Он не удержался и, завязывая верхние шнурки, поцеловал ее в шею.

— Конечно. Я думаю, что ты крепче самого крепкого дуба.

— Что?! Я?! Да неужели? — Она уже начала оборачиваться, и он так дернул шнуровку, что она задохнулась и схватилась обеими руками за грудь.

Калли, веди себя прилично! Я — мужчина.

Она засмеялась тому, как неубедительно прозвучали его слова. Потом нежно ответила:

— Слава Богу, что ты наконец заметил, что я женщина.

— Да, — тяжело вздохнув, сказал он. И в его голосе было тяжелое сожаление. В его голосе послышались слезы, как будто ему было очень больно. — Да, да, я заметил теперь, что ты женщина.

Положив руки ей на плечи, он повернул ее к себе и заглянул ей в глаза. Ему не нужно было лишний раз говорить, что все изменилось между ними. Важно было не то, что они уехали с фермы. Сегодня ночью снова вернулось то, что началось в тот день, когда они встретили Джона Хедли. За эти дни они узнали, как на них действует разлука.

— Пошли посидим, — сказал он. И, забравшись на каменные перила, оперся спиной о свод амбразуры. Он протянул сначала свои длинные ноги, устроив их на противоположном парапете, а потом руку Калли, чтобы она влезла и уселась на его коленях, как на мостике.

Она, не колеблясь, забралась к нему. Ее ноги были на его ногах, а головой она прильнула к его груди.

— Только спокойно! — велел он таким тоном, что Калли захихикала.

— Ну, расскажи мне все, — подождав, пока она успокоится, сказал он. — Рассказывай все, что важно и что неважно. Что ты делала, что видела, о чем думала? Ты придумала какие-нибудь истории? И рассказывала кому-нибудь? — Калли с наслаждением уловила в его голосе оттенок ревности. Она положила голову ему на плечо. Может, стоило бы подразнить его, сказать, что ей без него тут очень хорошо…Она не могла.

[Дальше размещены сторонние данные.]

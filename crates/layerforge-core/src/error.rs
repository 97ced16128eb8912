//! # Error Types
//!
//! Defines `ForgeError`, the unified error enum for every failure mode in
//! the generation pipeline. Validation variants abort before any item is
//! generated; transient variants (solver exhaustion, collision races,
//! decode failures) are absorbed by the scheduler with retries; the rest
//! terminate the run and close the event stream.

use thiserror::Error;

use crate::request::TraitId;

/// All errors that can occur while compiling or running a generation request.
#[derive(Error, Debug)]
pub enum ForgeError {
    /// A required layer has no traits, or the request has no usable layers
    /// at all (in which case `layer` carries the collection name).
    #[error("layer '{layer}' has no traits to draw from")]
    EmptyLayer { layer: String },

    #[error("output size {width}x{height} is invalid — both dimensions must be positive")]
    InvalidOutputSize { width: u32, height: u32 },

    #[error("trait '{trait_name}' in layer '{layer}' is {actual_width}x{actual_height}, expected {expected_width}x{expected_height}\n  Resize the source image or fix the declared output size")]
    DimensionMismatch {
        layer: String,
        trait_name: String,
        actual_width: u32,
        actual_height: u32,
        expected_width: u32,
        expected_height: u32,
    },

    #[error("ruler rule on trait '{trait_name}' is invalid: {reason}")]
    InvalidRule { trait_name: String, reason: String },

    #[error("rarity weight {weight} on trait '{trait_name}' is out of range (must be 1-5)")]
    WeightOutOfRange { trait_name: String, weight: u8 },

    #[error("requested {requested} items but at most {upper_bound} distinct items exist for this request\n  Add trait variations, relax rules, or lower the target count")]
    Infeasible { requested: u64, upper_bound: u128 },

    #[error("solver exhausted its restart budget ({budget}) without finding a fresh assignment")]
    SolverExhausted { budget: u32 },

    #[error("another worker reserved a colliding assignment")]
    CollisionRace,

    #[error("trait image {trait_id} failed to decode: {reason}")]
    DecodeFailure { trait_id: TraitId, reason: String },

    #[error("a composited item of {item_bytes} bytes exceeds the {budget_bytes}-byte outbound memory budget")]
    MemoryBudgetExceeded { item_bytes: u64, budget_bytes: u64 },

    #[error("{0}")]
    Other(String),
}

pub type Result<T> = std::result::Result<T, ForgeError>;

Но, с другой стороны, расстраивать его она тоже не имела права. Нельзя было допустить, чтобы он думал, что она глубоко несчастна.

Услышав, что она думает, он заметил с сожалением:

— Ты печальна.

— Нет-нет, что ты. Все просто чудесно. Мне так приятно, что я со всеми этими милыми женщинами. Они стали мне сразу же все как сестры, так добры… Всему меня учат.

Талис зарылся носом в ее волосы, вдыхая их аромат. Раньше он всегда думал, что волосы Калли доставляют ей, да и ему, одни сплошные неприятности. Если только она не заплетала их в косу, они начинали цепляться за все: за ветки деревьев, за вереск, даже за его руки… Так когда же они успели стать такими роскошными?

— Ты врешь, — не задумываясь, сказал он. — Скажи мне правду.